- _INFORMATION GIVEN_
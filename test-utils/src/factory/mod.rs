//! Factory methods for creating test data.
//!
//! Each entity has a `Factory` builder for customization and a `create_*` shorthand for
//! quick default creation. Factories do not create their dependencies; use the
//! `helpers` module when a test needs a full appointment graph.
//!
//! # Basic Usage
//!
//! ```rust,ignore
//! use test_utils::factory;
//!
//! let client = factory::create_client(&db).await?;
//! let staff = factory::create_manicure(&db).await?;
//! let service = factory::create_salon_service(&db, Some(staff.id)).await?;
//! let appointment = factory::create_appointment(&db, service.id, client.id, staff.id).await?;
//! ```
//!
//! # Customization
//!
//! ```rust,ignore
//! use entity::sea_orm_active_enums::AppointmentStatus;
//! use test_utils::factory::appointment::AppointmentFactory;
//!
//! let cancelled = AppointmentFactory::new(&db, service.id, client.id, staff.id)
//!     .status(AppointmentStatus::Cancelled)
//!     .build()
//!     .await?;
//! ```
//!
//! # Available Factories
//!
//! - `user` - Clients, manicures and admins
//! - `salon_service` - Catalog entries
//! - `appointment` - Bookings
//! - `salon_info` - The salon metadata row
//! - `helpers` - Unique id generation and dependency graphs

pub mod appointment;
pub mod helpers;
pub mod salon_info;
pub mod salon_service;
pub mod user;

pub use appointment::create_appointment;
pub use salon_service::create_salon_service;
pub use user::{create_admin, create_client, create_manicure};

- _TASK TO CARRY OUT_
Locate the string "Factories" in the listing above and copy every line where it occurs.

- _SOLVED PROBLEM_
//! quick default creation. Factories do not create their dependencies; use the
//! # Available Factories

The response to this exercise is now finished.